Task to carry out — Copy out each line of the data that holds the word "FileRead".

** Exercise material follows **

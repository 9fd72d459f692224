use thiserror::Error;

use crate::CellCount;

#[derive(Error, Debug, Copy, Clone, PartialEq, Eq)]
pub enum GameError {
    #[error("cannot place {hazards} hazards on {free} free tiles")]
    Configuration { hazards: CellCount, free: CellCount },
    #[error("coordinates out of bounds")]
    OutOfBounds,
}

pub type Result<T> = core::result::Result<T, GameError>;
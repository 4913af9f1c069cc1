//! Conversion manifest files

use crate::decoder::{DecoderKind, HeaderNames};
use crate::error::{Error, Result};
use crate::source::{Source, SourceList};
use serde::{Deserialize, Serialize};
use std::fs;
use std::path::{Path, PathBuf};

/// A conversion run described as JSON
///
/// Relative paths are resolved against the manifest's directory when
/// loaded from disk.
#[derive(Debug, Clone, PartialEq, Serialize, Deserialize)]
pub struct ConvertConfig {
    /// CSV files in conversion order; `null` entries are skipped
    #[serde(default)]
    pub sources: Vec<Option<PathBuf>>,
    /// Directories whose CSV files follow the listed sources
    #[serde(default)]
    pub dirs: Vec<PathBuf>,
    /// Asset file to write
    pub destination: PathBuf,
    /// Decoder backend
    #[serde(default)]
    pub decoder: DecoderKind,
    /// Expected header names
    #[serde(default)]
    pub headers: HeaderNames,
}

impl ConvertConfig {
    /// Create a config with no sources
    pub fn new(destination: impl Into<PathBuf>) -> Self {
        Self {
            sources: Vec::new(),
            dirs: Vec::new(),
            destination: destination.into(),
            decoder: DecoderKind::default(),
            headers: HeaderNames::default(),
        }
    }

    /// Load a manifest from JSON
    pub fn load<P: AsRef<Path>>(path: P) -> Result<Self> {
        let path = path.as_ref();
        let content = fs::read_to_string(path).map_err(|e| Error::FileRead {
            path: path.to_path_buf(),
            source: e,
        })?;
        let mut config: Self = serde_json::from_str(&content)?;
        config.validate()?;

        if let Some(base) = path.parent() {
            config.resolve_paths(base);
        }
        Ok(config)
    }

    /// Save the manifest to JSON
    pub fn save<P: AsRef<Path>>(&self, path: P) -> Result<()> {
        let content = serde_json::to_string_pretty(self)?;
        fs::write(path, content)?;
        Ok(())
    }

    /// Check the manifest can drive a run
    pub fn validate(&self) -> Result<()> {
        if self.destination.as_os_str().is_empty() {
            return Err(Error::Config("destination is empty".to_string()));
        }
        if self.headers.quote.trim().is_empty() {
            return Err(Error::Config("quote header name is empty".to_string()));
        }
        if let Some(slot) = self.headers.tags.iter().position(|t| t.trim().is_empty()) {
            return Err(Error::Config(format!("tag header name {} is empty", slot + 1)));
        }
        Ok(())
    }

    /// Make relative paths relative to `base`
    pub fn resolve_paths(&mut self, base: &Path) {
        let join = |p: &Path| {
            if p.is_relative() {
                base.join(p)
            } else {
                p.to_path_buf()
            }
        };

        for source in self.sources.iter_mut().flatten() {
            *source = join(source.as_path());
        }
        for dir in &mut self.dirs {
            *dir = join(dir.as_path());
        }
        self.destination = join(&self.destination);
    }

    /// Sources in conversion order: listed files, then directories
    pub fn source_list(&self) -> SourceList {
        let files: SourceList = self
            .sources
            .iter()
            .map(|s| s.clone().map(Source::File))
            .collect();
        self.dirs.iter().fold(files, |list, dir| list.dir(dir))
    }
}
//! Error types for quote-core

use std::path::PathBuf;
use thiserror::Error;

/// Result type alias using our Error type
pub type Result<T> = std::result::Result<T, Error>;

/// Errors that can occur in quote-core
#[derive(Debug, Error)]
pub enum Error {
    /// Failed to read a source file
    #[error("failed to read file '{path}': {source}")]
    FileRead {
        path: PathBuf,
        #[source]
        source: std::io::Error,
    },

    /// A source could not be decoded into rows
    #[error(transparent)]
    Decode(#[from] DecodeError),

    /// A listed source file does not exist
    #[error("source not found: {0}")]
    SourceNotFound(PathBuf),

    /// Directory traversal error
    #[error("failed to traverse directory: {0}")]
    WalkDir(#[from] walkdir::Error),

    /// Failed to write the destination asset
    #[error("failed to write asset '{path}': {source}")]
    StoreWrite {
        path: PathBuf,
        #[source]
        source: std::io::Error,
    },

    /// Invalid conversion configuration
    #[error("invalid configuration: {0}")]
    Config(String),

    /// IO error
    #[error("IO error: {0}")]
    Io(#[from] std::io::Error),

    /// JSON serialization error
    #[error("JSON error: {0}")]
    Json(#[from] serde_json::Error),
}

/// Errors raised while decoding CSV text into raw rows
#[derive(Debug, Error)]
pub enum DecodeError {
    /// CSV syntax or encoding error from the csv crate
    #[error("CSV error in '{source_name}': {source}")]
    Csv {
        source_name: String,
        #[source]
        source: csv::Error,
    },

    /// Source bytes are not valid UTF-8
    #[error("invalid UTF-8 in '{source_name}': {source}")]
    Encoding {
        source_name: String,
        #[source]
        source: std::string::FromUtf8Error,
    },

    /// The header row lacks a required column
    #[error("missing column '{column}' in header of '{source_name}'")]
    MissingHeader { source_name: String, column: String },

    /// The text has no header row at all
    #[error("no header row in '{source_name}'")]
    EmptyHeader { source_name: String },
}

impl DecodeError {
    /// Name of the source that failed to decode
    pub fn source_name(&self) -> &str {
        match self {
            DecodeError::Csv { source_name, .. }
            | DecodeError::Encoding { source_name, .. }
            | DecodeError::MissingHeader { source_name, .. }
            | DecodeError::EmptyHeader { source_name } => source_name,
        }
    }
}
//! C FFI bindings for quote-core
//!
//! This crate provides a C-compatible API so an engine editor plugin can
//! run conversions in-process and copy the result into its own asset type.

use quote_core::{ConversionResult, Converter, DecoderKind, HeaderNames, SourceText};
use std::cell::RefCell;
use std::ffi::{CStr, CString};
use std::os::raw::c_char;
use std::ptr;

/// Decoder selector: header-position backend
pub const QTAB_DECODER_HEADERS: u32 = 0;
/// Decoder selector: typed serde backend
pub const QTAB_DECODER_TYPED: u32 = 1;

/// Opaque handle to a conversion result
pub struct FfiConversion {
    inner: ConversionResult,
}

thread_local! {
    static LAST_ERROR: RefCell<Option<String>> = const { RefCell::new(None) };
}

fn set_last_error(message: String) {
    LAST_ERROR.with(|e| *e.borrow_mut() = Some(message));
}

fn clear_last_error() {
    LAST_ERROR.with(|e| *e.borrow_mut() = None);
}

fn decoder_kind(decoder: u32) -> Option<DecoderKind> {
    match decoder {
        QTAB_DECODER_HEADERS => Some(DecoderKind::Headers),
        QTAB_DECODER_TYPED => Some(DecoderKind::Typed),
        _ => None,
    }
}

fn to_c_string(s: &str) -> *mut c_char {
    CString::new(s)
        .map(|s| s.into_raw())
        .unwrap_or(ptr::null_mut())
}

/// Convert CSV texts into a conversion result
///
/// Null entries in `texts` are skipped. Texts use the default header
/// names (`セリフ`, `タグ1`..`タグ8`, or their English aliases).
///
/// # Safety
/// - `texts` must be a valid pointer to an array of `count` C strings
///   (entries may be null), or null when `count` is 0
/// - Returns null on any decode failure or invalid UTF-8; the reason is
///   then available from `qtab_last_error`
#[no_mangle]
pub unsafe extern "C" fn qtab_convert_texts(
    texts: *const *const c_char,
    count: usize,
    decoder: u32,
) -> *mut FfiConversion {
    clear_last_error();

    if texts.is_null() && count != 0 {
        set_last_error(format!("texts is null but count is {}", count));
        return ptr::null_mut();
    }

    let kind = match decoder_kind(decoder) {
        Some(k) => k,
        None => {
            set_last_error(format!("unknown decoder {}", decoder));
            return ptr::null_mut();
        }
    };

    let mut sources = Vec::with_capacity(count);
    for i in 0..count {
        let text_ptr = *texts.add(i);
        if text_ptr.is_null() {
            continue;
        }
        let text = match CStr::from_ptr(text_ptr).to_str() {
            Ok(s) => s,
            Err(e) => {
                set_last_error(format!("invalid UTF-8 in text[{}]: {}", i, e));
                return ptr::null_mut();
            }
        };
        sources.push(SourceText {
            name: format!("text[{}]", i),
            text: text.to_string(),
        });
    }

    let converter = Converter::with_kind(kind, HeaderNames::default());
    match converter.convert_texts(&sources) {
        Ok(result) => Box::into_raw(Box::new(FfiConversion { inner: result })),
        Err(e) => {
            set_last_error(e.to_string());
            ptr::null_mut()
        }
    }
}

/// Get the message of the last failed `qtab_convert_texts` call on this thread
///
/// # Safety
/// - Returns null if the last call succeeded or no call was made
/// - Caller must free the returned string with `qtab_free_string`
#[no_mangle]
pub unsafe extern "C" fn qtab_last_error() -> *mut c_char {
    LAST_ERROR.with(|e| match e.borrow().as_deref() {
        Some(message) => to_c_string(message),
        None => ptr::null_mut(),
    })
}

/// Free a conversion result
///
/// # Safety
/// - `conversion` must be a valid pointer returned by `qtab_convert_texts` or null
#[no_mangle]
pub unsafe extern "C" fn qtab_free_conversion(conversion: *mut FfiConversion) {
    if !conversion.is_null() {
        drop(Box::from_raw(conversion));
    }
}

/// Get the number of records
///
/// # Safety
/// - `conversion` must be a valid pointer returned by `qtab_convert_texts`
#[no_mangle]
pub unsafe extern "C" fn qtab_record_count(conversion: *const FfiConversion) -> usize {
    if conversion.is_null() {
        return 0;
    }
    (*conversion).inner.record_count()
}

/// Get a record's quote
///
/// # Safety
/// - `conversion` must be a valid pointer returned by `qtab_convert_texts`
/// - Returns null if index is out of bounds
/// - Caller must free the returned string with `qtab_free_string`
#[no_mangle]
pub unsafe extern "C" fn qtab_record_quote(
    conversion: *const FfiConversion,
    index: usize,
) -> *mut c_char {
    if conversion.is_null() {
        return ptr::null_mut();
    }

    (&(*conversion).inner.records)
        .get(index)
        .map(|r| to_c_string(&r.quote))
        .unwrap_or(ptr::null_mut())
}

/// Get the number of tags on a record
///
/// # Safety
/// - `conversion` must be a valid pointer returned by `qtab_convert_texts`
#[no_mangle]
pub unsafe extern "C" fn qtab_record_tag_count(
    conversion: *const FfiConversion,
    index: usize,
) -> usize {
    if conversion.is_null() {
        return 0;
    }

    (&(*conversion).inner.records)
        .get(index)
        .map(|r| r.tags.len())
        .unwrap_or(0)
}

/// Get one tag of a record
///
/// # Safety
/// - `conversion` must be a valid pointer returned by `qtab_convert_texts`
/// - Returns null if either index is out of bounds
/// - Caller must free the returned string with `qtab_free_string`
#[no_mangle]
pub unsafe extern "C" fn qtab_record_tag(
    conversion: *const FfiConversion,
    index: usize,
    tag: usize,
) -> *mut c_char {
    if conversion.is_null() {
        return ptr::null_mut();
    }

    (&(*conversion).inner.records)
        .get(index)
        .and_then(|r| r.tags.get(tag))
        .map(|t| to_c_string(t))
        .unwrap_or(ptr::null_mut())
}

/// Get the number of distinct tags
///
/// # Safety
/// - `conversion` must be a valid pointer returned by `qtab_convert_texts`
#[no_mangle]
pub unsafe extern "C" fn qtab_tag_index_count(conversion: *const FfiConversion) -> usize {
    if conversion.is_null() {
        return 0;
    }
    (*conversion).inner.tag_count()
}

/// Get a tag index entry
///
/// # Safety
/// - `conversion` must be a valid pointer returned by `qtab_convert_texts`
/// - Returns null if index is out of bounds
/// - Caller must free the returned string with `qtab_free_string`
#[no_mangle]
pub unsafe extern "C" fn qtab_tag_index_entry(
    conversion: *const FfiConversion,
    index: usize,
) -> *mut c_char {
    if conversion.is_null() {
        return ptr::null_mut();
    }

    (&(*conversion).inner.tag_index)
        .get(index)
        .map(|t| to_c_string(t))
        .unwrap_or(ptr::null_mut())
}

/// Serialize the whole result as JSON
///
/// # Safety
/// - `conversion` must be a valid pointer returned by `qtab_convert_texts`
/// - Caller must free the returned string with `qtab_free_string`
#[no_mangle]
pub unsafe extern "C" fn qtab_conversion_json(conversion: *const FfiConversion) -> *mut c_char {
    if conversion.is_null() {
        return ptr::null_mut();
    }

    match serde_json::to_string(&(*conversion).inner) {
        Ok(json) => to_c_string(&json),
        Err(_) => ptr::null_mut(),
    }
}

/// Free a string returned by other FFI functions
///
/// # Safety
/// - `s` must be a valid pointer returned by a qtab_* function or null
#[no_mangle]
pub unsafe extern "C" fn qtab_free_string(s: *mut c_char) {
    if !s.is_null() {
        drop(CString::from_raw(s));
    }
}
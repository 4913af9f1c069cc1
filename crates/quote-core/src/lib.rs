//! quote-core: Core library for converting tagged quote tables
//!
//! This library provides functionality to:
//! - Decode CSV quote tables into raw rows (two interchangeable backends)
//! - Filter each row's tag slots and build a deduplicated tag index
//! - Enumerate sources in a stable order, skipping empty slots
//! - Write complete conversion results to a destination store

pub mod config;
pub mod decoder;
pub mod error;
pub mod pipeline;
pub mod record;
pub mod source;
pub mod store;
pub mod transform;

pub use config::ConvertConfig;
pub use decoder::{Decoder, DecoderKind, HeaderDecoder, HeaderNames, TypedDecoder};
pub use error::{DecodeError, Error, Result};
pub use pipeline::{run_config, ConversionSummary, Converter};
pub use record::{ConversionResult, QuoteRecord, RawRow, TAG_SLOTS};
pub use source::{Source, SourceList, SourceText};
pub use store::{DestinationStore, JsonAssetStore, MemoryStore, QuoteAsset};
pub use transform::{build_tag_index, filter_tags, transform};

** End of Exercise material **

Answer area —
        let content = fs::read_to_string(path).map_err(|e| Error::FileRead {
    FileRead {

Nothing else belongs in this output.